### Task brief
In every line of the records, look for "only", then report how many lines have it and nothing else.

(Items listed in a dataset)
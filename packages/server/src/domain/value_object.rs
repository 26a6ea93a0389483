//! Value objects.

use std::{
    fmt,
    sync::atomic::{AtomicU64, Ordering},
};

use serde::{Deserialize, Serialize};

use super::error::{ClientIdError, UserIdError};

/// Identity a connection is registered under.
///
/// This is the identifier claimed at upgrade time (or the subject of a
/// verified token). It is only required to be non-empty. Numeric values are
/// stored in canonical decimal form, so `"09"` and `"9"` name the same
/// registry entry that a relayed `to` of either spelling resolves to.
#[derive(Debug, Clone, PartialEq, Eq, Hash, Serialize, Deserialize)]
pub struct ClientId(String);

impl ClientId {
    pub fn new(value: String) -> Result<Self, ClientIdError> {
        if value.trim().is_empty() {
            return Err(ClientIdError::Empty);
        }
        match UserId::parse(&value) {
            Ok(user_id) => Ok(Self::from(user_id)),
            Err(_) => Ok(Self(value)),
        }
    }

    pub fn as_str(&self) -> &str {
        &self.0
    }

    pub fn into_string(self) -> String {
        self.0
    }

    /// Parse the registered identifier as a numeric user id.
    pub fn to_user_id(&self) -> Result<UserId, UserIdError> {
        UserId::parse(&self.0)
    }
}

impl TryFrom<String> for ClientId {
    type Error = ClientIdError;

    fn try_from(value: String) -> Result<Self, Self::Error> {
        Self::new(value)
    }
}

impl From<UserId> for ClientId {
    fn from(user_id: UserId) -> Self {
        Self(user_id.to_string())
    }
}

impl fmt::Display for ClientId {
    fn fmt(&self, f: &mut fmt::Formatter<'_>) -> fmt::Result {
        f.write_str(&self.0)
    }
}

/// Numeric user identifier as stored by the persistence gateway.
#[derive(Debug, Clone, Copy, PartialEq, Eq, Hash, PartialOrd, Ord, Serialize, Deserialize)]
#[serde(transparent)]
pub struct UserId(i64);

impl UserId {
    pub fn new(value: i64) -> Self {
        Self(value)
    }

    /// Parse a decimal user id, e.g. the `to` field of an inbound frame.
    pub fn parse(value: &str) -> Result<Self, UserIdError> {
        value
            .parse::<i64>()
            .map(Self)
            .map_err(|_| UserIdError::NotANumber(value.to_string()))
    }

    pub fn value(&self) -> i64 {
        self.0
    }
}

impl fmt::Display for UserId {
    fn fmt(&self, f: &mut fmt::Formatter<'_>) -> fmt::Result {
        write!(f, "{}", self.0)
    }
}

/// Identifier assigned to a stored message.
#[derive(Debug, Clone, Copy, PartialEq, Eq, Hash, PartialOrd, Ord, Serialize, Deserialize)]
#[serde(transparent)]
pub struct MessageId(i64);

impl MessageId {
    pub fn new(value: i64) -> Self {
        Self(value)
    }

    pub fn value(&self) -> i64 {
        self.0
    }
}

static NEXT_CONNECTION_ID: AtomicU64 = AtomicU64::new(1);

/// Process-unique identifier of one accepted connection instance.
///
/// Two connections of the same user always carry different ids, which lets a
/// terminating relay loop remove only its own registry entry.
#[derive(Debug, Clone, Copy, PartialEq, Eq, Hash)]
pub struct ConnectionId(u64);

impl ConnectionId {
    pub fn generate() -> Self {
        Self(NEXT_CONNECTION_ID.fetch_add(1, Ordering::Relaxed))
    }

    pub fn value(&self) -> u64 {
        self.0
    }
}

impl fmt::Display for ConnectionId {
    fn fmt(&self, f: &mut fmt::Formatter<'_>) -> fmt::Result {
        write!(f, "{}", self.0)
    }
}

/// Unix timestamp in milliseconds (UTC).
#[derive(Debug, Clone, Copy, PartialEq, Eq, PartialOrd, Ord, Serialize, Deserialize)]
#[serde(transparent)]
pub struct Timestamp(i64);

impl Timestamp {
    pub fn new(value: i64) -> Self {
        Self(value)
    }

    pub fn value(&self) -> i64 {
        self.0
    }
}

### Answer to the problem
2